WHAT THIS TASK INVOLVES: Your response should consist of the entries below, written out exactly.

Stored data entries

##########

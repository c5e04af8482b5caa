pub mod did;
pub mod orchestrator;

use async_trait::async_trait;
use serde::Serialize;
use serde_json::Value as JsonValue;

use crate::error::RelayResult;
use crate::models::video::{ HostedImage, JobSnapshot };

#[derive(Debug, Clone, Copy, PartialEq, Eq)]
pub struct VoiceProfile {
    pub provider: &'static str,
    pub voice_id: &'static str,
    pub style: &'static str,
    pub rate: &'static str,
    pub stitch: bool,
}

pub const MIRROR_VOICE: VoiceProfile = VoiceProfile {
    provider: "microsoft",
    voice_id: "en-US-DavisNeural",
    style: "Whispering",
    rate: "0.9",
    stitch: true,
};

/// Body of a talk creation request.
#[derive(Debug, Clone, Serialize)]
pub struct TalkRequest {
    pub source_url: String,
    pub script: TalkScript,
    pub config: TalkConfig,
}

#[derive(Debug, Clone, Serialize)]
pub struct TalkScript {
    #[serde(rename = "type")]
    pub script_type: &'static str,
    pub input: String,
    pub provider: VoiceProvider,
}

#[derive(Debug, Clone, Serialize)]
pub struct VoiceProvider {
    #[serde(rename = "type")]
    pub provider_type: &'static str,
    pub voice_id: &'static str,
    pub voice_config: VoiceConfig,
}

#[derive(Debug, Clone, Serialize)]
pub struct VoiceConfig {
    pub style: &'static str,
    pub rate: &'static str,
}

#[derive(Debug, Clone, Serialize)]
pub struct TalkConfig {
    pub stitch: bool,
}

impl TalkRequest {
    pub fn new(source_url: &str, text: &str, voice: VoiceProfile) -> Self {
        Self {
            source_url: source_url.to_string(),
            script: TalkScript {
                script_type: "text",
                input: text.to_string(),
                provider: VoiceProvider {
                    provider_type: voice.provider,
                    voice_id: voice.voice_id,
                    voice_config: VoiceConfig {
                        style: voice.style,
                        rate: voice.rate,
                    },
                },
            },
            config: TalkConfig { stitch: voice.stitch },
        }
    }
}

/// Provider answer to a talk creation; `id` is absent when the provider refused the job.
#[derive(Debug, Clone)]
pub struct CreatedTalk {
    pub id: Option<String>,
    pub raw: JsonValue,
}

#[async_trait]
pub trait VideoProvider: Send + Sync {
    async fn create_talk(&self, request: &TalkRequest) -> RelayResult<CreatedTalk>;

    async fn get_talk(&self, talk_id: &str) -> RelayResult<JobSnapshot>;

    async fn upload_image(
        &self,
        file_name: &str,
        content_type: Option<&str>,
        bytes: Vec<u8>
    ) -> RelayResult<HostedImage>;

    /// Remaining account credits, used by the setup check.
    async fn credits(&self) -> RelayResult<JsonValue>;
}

##########

TASK RESPONSE:
repository c5e04af8482b5caa
pub mod did;
pub mod orchestrator;

use async_trait::async_trait;
use serde::Serialize;
use serde_json::Value as JsonValue;

use crate::error::RelayResult;
use crate::models::video::{ HostedImage, JobSnapshot };

#[derive(Debug, Clone, Copy, PartialEq, Eq)]
pub struct VoiceProfile {
    pub provider: &'static str,
    pub voice_id: &'static str,
    pub style: &'static str,
    pub rate: &'static str,
    pub stitch: bool,
}

pub const MIRROR_VOICE: VoiceProfile = VoiceProfile {
    provider: "microsoft",
    voice_id: "en-US-DavisNeural",
    style: "Whispering",
    rate: "0.9",
    stitch: true,
};

/// Body of a talk creation request.
#[derive(Debug, Clone, Serialize)]
pub struct TalkRequest {
    pub source_url: String,
    pub script: TalkScript,
    pub config: TalkConfig,
}

#[derive(Debug, Clone, Serialize)]
pub struct TalkScript {
    #[serde(rename = "type")]
    pub script_type: &'static str,
    pub input: String,
    pub provider: VoiceProvider,
}

#[derive(Debug, Clone, Serialize)]
pub struct VoiceProvider {
    #[serde(rename = "type")]
    pub provider_type: &'static str,
    pub voice_id: &'static str,
    pub voice_config: VoiceConfig,
}

#[derive(Debug, Clone, Serialize)]
pub struct VoiceConfig {
    pub style: &'static str,
    pub rate: &'static str,
}

#[derive(Debug, Clone, Serialize)]
pub struct TalkConfig {
    pub stitch: bool,
}

impl TalkRequest {
    pub fn new(source_url: &str, text: &str, voice: VoiceProfile) -> Self {
        Self {
            source_url: source_url.to_string(),
            script: TalkScript {
                script_type: "text",
                input: text.to_string(),
                provider: VoiceProvider {
                    provider_type: voice.provider,
                    voice_id: voice.voice_id,
                    voice_config: VoiceConfig {
                        style: voice.style,
                        rate: voice.rate,
                    },
                },
            },
            config: TalkConfig { stitch: voice.stitch },
        }
    }
}

/// Provider answer to a talk creation; `id` is absent when the provider refused the job.
#[derive(Debug, Clone)]
pub struct CreatedTalk {
    pub id: Option<String>,
    pub raw: JsonValue,
}

#[async_trait]
pub trait VideoProvider: Send + Sync {
    async fn create_talk(&self, request: &TalkRequest) -> RelayResult<CreatedTalk>;

    async fn get_talk(&self, talk_id: &str) -> RelayResult<JobSnapshot>;

    async fn upload_image(
        &self,
        file_name: &str,
        content_type: Option<&str>,
        bytes: Vec<u8>
    ) -> RelayResult<HostedImage>;

    /// Remaining account credits, used by the setup check.
    async fn credits(&self) -> RelayResult<JsonValue>;
}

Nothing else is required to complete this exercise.